On March 31, 2006, the commissioner of Social Security issued regulations revamping the Social Security disability benefit program.

The new rules will change the four-step administrative process that existed in most states since the program began. They also will set up a Quick Disability Determination procedure for claims that are likely to be awarded (see box).

Though the changes are procedural, they will impact disability insurance agents. That’s because agents will have contact with the new system through their customers who become disabled. Some points to keep in mind follow.

The new rules are effective Aug. 1, 2006, initially only in the Boston region (Maine, New Hampshire, Vermont, Massachusetts, Connecticut and Rhode Island). The idea is to get feedback and fine-tune them before expanding to other regions, which the SSA says will not occur for at least one year.

Even if a customer has private disability insurance, such as an individual policy or a group policy, the private insurance may have exclusions and limits. For example, many group long-term disability benefits are limited to two years for mental/nervous claims. But such limitations do not exist for Social Security disability insurance benefits.

As one would expect, the medical and vocational requirements for Social Security disability benefits often are easier for people to meet than is the case with private disability policies.

In addition, some disability insurance policies, particularly group long-term disability, require the insured to apply for Social Security disability benefits. If these benefits are awarded, the LTD payment is then offset accordingly.

Unlike private insurance, where coverage usually begins upon paying a premium, to be insured for Social Security disability benefits, workers must pay into the system for enough years to be covered. But, once that coverage begins, if a person has a steady work record, the coverage can last for up to five years after the date last worked.

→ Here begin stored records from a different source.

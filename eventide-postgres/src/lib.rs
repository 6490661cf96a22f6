//! Postgres-backed event log.
//!
//! [`Store`] implements [`eventide_core::store::Backend`] on top of three
//! tables sharing one connection pool:
//!
//! - `es_streams` holds the tail version of each aggregate stream and is the
//!   row locked by conditional appends
//! - `es_events` holds every event; its `BIGSERIAL` position is the global
//!   append order
//! - `es_snapshots` holds snapshot records keyed by stream and version

mod error;

use chrono::{DateTime, Utc};
use eventide_core::{
    aggregate::INITIAL_VERSION,
    concurrency::ConcurrencyConflict,
    store::{
        AppendError, Backend, EventRecord, Headers, NonEmpty, RecordStream, SnapshotRecord,
        StreamKey,
    },
};
use sqlx::{PgPool, Postgres, QueryBuilder, Row, postgres::PgRow, types::Json};
use tokio_stream::StreamExt;

pub use crate::error::Error;

const EVENT_COLUMNS: &str =
    "aggregate_kind, aggregate_id, version, event_kind, data, headers, recorded_at";

/// A `PostgreSQL` [`Backend`].
///
/// Clones share the pool.
#[derive(Clone, Debug)]
pub struct Store {
    pool: PgPool,
}

impl Store {
    #[must_use]
    pub const fn new(pool: PgPool) -> Self {
        Self { pool }
    }

    #[must_use]
    pub const fn pool(&self) -> &PgPool {
        &self.pool
    }

    /// Apply the schema (idempotent).
    ///
    /// Uses `CREATE TABLE IF NOT EXISTS` style DDL so it can be run on
    /// startup.
    ///
    /// # Errors
    ///
    /// Returns a `sqlx::Error` if any of the schema creation queries fail.
    #[tracing::instrument(skip(self))]
    pub async fn migrate(&self) -> Result<(), sqlx::Error> {
        sqlx::query(
            r"
            CREATE TABLE IF NOT EXISTS es_streams (
                aggregate_kind TEXT NOT NULL,
                aggregate_id   TEXT NOT NULL,
                last_version   BIGINT NULL,
                PRIMARY KEY (aggregate_kind, aggregate_id)
            )
            ",
        )
        .execute(&self.pool)
        .await?;

        sqlx::query(
            r"
            CREATE TABLE IF NOT EXISTS es_events (
                position       BIGSERIAL PRIMARY KEY,
                aggregate_kind TEXT NOT NULL,
                aggregate_id   TEXT NOT NULL,
                version        BIGINT NOT NULL,
                event_kind     TEXT NOT NULL,
                data           BYTEA NOT NULL,
                headers        JSONB NOT NULL,
                recorded_at    TIMESTAMPTZ NOT NULL,
                UNIQUE (aggregate_kind, aggregate_id, version)
            )
            ",
        )
        .execute(&self.pool)
        .await?;

        sqlx::query(
            r"
            CREATE TABLE IF NOT EXISTS es_snapshots (
                aggregate_kind TEXT NOT NULL,
                aggregate_id   TEXT NOT NULL,
                version        BIGINT NOT NULL,
                snapshot_type  TEXT NOT NULL,
                data           BYTEA NOT NULL,
                taken_at       TIMESTAMPTZ NOT NULL,
                PRIMARY KEY (aggregate_kind, aggregate_id, version)
            )
            ",
        )
        .execute(&self.pool)
        .await?;

        Ok(())
    }
}

fn event_record(row: &PgRow) -> Result<EventRecord, sqlx::Error> {
    let headers: Json<Headers> = row.try_get("headers")?;
    Ok(EventRecord {
        aggregate_kind: row.try_get("aggregate_kind")?,
        aggregate_id: row.try_get("aggregate_id")?,
        version: row.try_get("version")?,
        timestamp: row.try_get::<DateTime<Utc>, _>("recorded_at")?,
        event_kind: row.try_get("event_kind")?,
        data: row.try_get("data")?,
        headers: headers.0,
    })
}

fn snapshot_record(row: &PgRow) -> Result<SnapshotRecord, sqlx::Error> {
    Ok(SnapshotRecord {
        aggregate_kind: row.try_get("aggregate_kind")?,
        aggregate_id: row.try_get("aggregate_id")?,
        version: row.try_get("version")?,
        timestamp: row.try_get::<DateTime<Utc>, _>("taken_at")?,
        snapshot_type: row.try_get("snapshot_type")?,
        data: row.try_get("data")?,
    })
}

impl Backend for Store {
    type Error = Error;

    async fn tail_version<'a>(&'a self, key: &'a StreamKey) -> Result<Option<i64>, Self::Error> {
        let version: Option<i64> = sqlx::query_scalar(
            r"SELECT last_version FROM es_streams WHERE aggregate_kind = $1 AND aggregate_id = $2",
        )
        .bind(key.aggregate_kind())
        .bind(key.aggregate_id())
        .fetch_optional(&self.pool)
        .await?
        .flatten();

        Ok(version)
    }

    #[tracing::instrument(
        skip(self, key, events),
        fields(stream = %key, expected_tail = ?expected_tail, events_len = events.len())
    )]
    async fn append<'a>(
        &'a self,
        key: &'a StreamKey,
        events: NonEmpty<EventRecord>,
        expected_tail: Option<i64>,
    ) -> Result<(), AppendError<Self::Error>> {
        let mut tx = self
            .pool
            .begin()
            .await
            .map_err(|e| AppendError::Store(Error::Database(e)))?;

        sqlx::query(
            r"
                INSERT INTO es_streams (aggregate_kind, aggregate_id, last_version)
                VALUES ($1, $2, NULL)
                ON CONFLICT (aggregate_kind, aggregate_id) DO NOTHING
                ",
        )
        .bind(key.aggregate_kind())
        .bind(key.aggregate_id())
        .execute(&mut *tx)
        .await
        .map_err(|e| AppendError::Store(Error::Database(e)))?;

        let current: Option<i64> = sqlx::query_scalar(
            r"
                SELECT last_version
                FROM es_streams
                WHERE aggregate_kind = $1 AND aggregate_id = $2
                FOR UPDATE
                ",
        )
        .bind(key.aggregate_kind())
        .bind(key.aggregate_id())
        .fetch_one(&mut *tx)
        .await
        .map_err(|e| AppendError::Store(Error::Database(e)))?;

        if let Some(expected) = expected_tail
            && current.unwrap_or(INITIAL_VERSION) != expected
        {
            return Err(ConcurrencyConflict::new(key, expected, current).into());
        }

        let original_version = events.first().version - 1;
        let mut qb =
            QueryBuilder::<Postgres>::new(format!("INSERT INTO es_events ({EVENT_COLUMNS}) "));
        qb.push_values(events, |mut b, event| {
            b.push_bind(event.aggregate_kind);
            b.push_bind(event.aggregate_id);
            b.push_bind(event.version);
            b.push_bind(event.event_kind);
            b.push_bind(event.data);
            b.push_bind(Json(event.headers));
            b.push_bind(event.timestamp);
        });
        qb.push(" RETURNING version");

        let versions: Vec<i64> = qb
            .build_query_scalar()
            .fetch_all(&mut *tx)
            .await
            .map_err(|e| match e {
                // Overlapping versions from an unchecked writer.
                sqlx::Error::Database(db) if db.is_unique_violation() => {
                    ConcurrencyConflict::new(key, original_version, current).into()
                }
                e => AppendError::Store(Error::Database(e)),
            })?;

        let last_version = versions
            .iter()
            .max()
            .ok_or(AppendError::Store(Error::MissingReturnedVersion))?;

        sqlx::query(
            r"
                UPDATE es_streams
                SET last_version = $1
                WHERE aggregate_kind = $2 AND aggregate_id = $3
                ",
        )
        .bind(last_version)
        .bind(key.aggregate_kind())
        .bind(key.aggregate_id())
        .execute(&mut *tx)
        .await
        .map_err(|e| AppendError::Store(Error::Database(e)))?;

        tx.commit()
            .await
            .map_err(|e| AppendError::Store(Error::Database(e)))?;

        tracing::trace!(last_version, "events appended");
        Ok(())
    }

    fn read<'a>(&'a self, key: &'a StreamKey, from_version: i64) -> RecordStream<'a, Self::Error> {
        Box::pin(async_stream::stream! {
            let sql = format!(
                "SELECT {EVENT_COLUMNS} FROM es_events \
                 WHERE aggregate_kind = $1 AND aggregate_id = $2 AND version >= $3 \
                 ORDER BY version ASC"
            );
            let mut rows = sqlx::query(&sql)
                .bind(key.aggregate_kind())
                .bind(key.aggregate_id())
                .bind(from_version)
                .fetch(&self.pool);
            while let Some(row) = rows.next().await {
                yield row
                    .and_then(|row| event_record(&row))
                    .map_err(Error::from);
            }
        })
    }

    fn read_all(&self) -> RecordStream<'_, Self::Error> {
        Box::pin(async_stream::stream! {
            let sql = format!("SELECT {EVENT_COLUMNS} FROM es_events ORDER BY position ASC");
            let mut rows = sqlx::query(&sql).fetch(&self.pool);
            while let Some(row) = rows.next().await {
                yield row
                    .and_then(|row| event_record(&row))
                    .map_err(Error::from);
            }
        })
    }

    #[tracing::instrument(
        skip_all,
        fields(
            aggregate_kind = %snapshot.aggregate_kind,
            aggregate_id = %snapshot.aggregate_id,
            version = snapshot.version
        )
    )]
    async fn save_snapshot(&self, snapshot: SnapshotRecord) -> Result<(), Self::Error> {
        sqlx::query(
            r"
            INSERT INTO es_snapshots (aggregate_kind, aggregate_id, version, snapshot_type, data, taken_at)
            VALUES ($1, $2, $3, $4, $5, $6)
            ON CONFLICT (aggregate_kind, aggregate_id, version)
            DO UPDATE SET snapshot_type = EXCLUDED.snapshot_type,
                          data = EXCLUDED.data,
                          taken_at = EXCLUDED.taken_at
            ",
        )
        .bind(&snapshot.aggregate_kind)
        .bind(&snapshot.aggregate_id)
        .bind(snapshot.version)
        .bind(&snapshot.snapshot_type)
        .bind(&snapshot.data)
        .bind(snapshot.timestamp)
        .execute(&self.pool)
        .await?;

        Ok(())
    }

    async fn has_snapshot<'a>(&'a self, key: &'a StreamKey) -> Result<bool, Self::Error> {
        let exists: bool = sqlx::query_scalar(
            r"SELECT EXISTS (SELECT 1 FROM es_snapshots WHERE aggregate_kind = $1 AND aggregate_id = $2)",
        )
        .bind(key.aggregate_kind())
        .bind(key.aggregate_id())
        .fetch_one(&self.pool)
        .await?;

        Ok(exists)
    }

    async fn latest_snapshot<'a>(
        &'a self,
        key: &'a StreamKey,
    ) -> Result<Option<SnapshotRecord>, Self::Error> {
        let row = sqlx::query(
            r"
            SELECT aggregate_kind, aggregate_id, version, snapshot_type, data, taken_at
            FROM es_snapshots
            WHERE aggregate_kind = $1 AND aggregate_id = $2
            ORDER BY version DESC
            LIMIT 1
            ",
        )
        .bind(key.aggregate_kind())
        .bind(key.aggregate_id())
        .fetch_optional(&self.pool)
        .await?;

        Ok(row.as_ref().map(snapshot_record).transpose()?)
    }
}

Impact for the agent: Those agents who are familiar with these rules can alert a customer to inquire as to eligibility.

Some of SSA’s procedural changes are intended to make the system more understandable and consistent.

For example, the new rules contain a requirement for SSA not only to notify claimants of specific reasons for decisions but also to notify the previous decision-maker of the reasons. Currently, the denials often come as forms that at best just list the medical evidence considered.

The new rules apparently also are expected to solve backlog delays at SSA. In some offices, such delays now can run more than several years. But, considering that some offices do not have the staffing, time or both, even just to answer the phone, it seems the problems at SSA go deeper than procedures.

In response to criticism that the new rules emphasize efficiency over fairness, the preamble to the final rules says that they also are intended to make the correct decision earlier in the process. In fact, the SSA is counting on making favorable decisions earlier on, so the administrative burden is lessened at the later levels.

Any changes that will make the system fairer, more consistent and more efficient are welcome. However, the problems with unmanageable backlogs have existed for so many years that procedures alone are no silver bullet. These new rules will likely take years to roll out in other jurisdictions, so that will leave plenty of time to evaluate their effectiveness.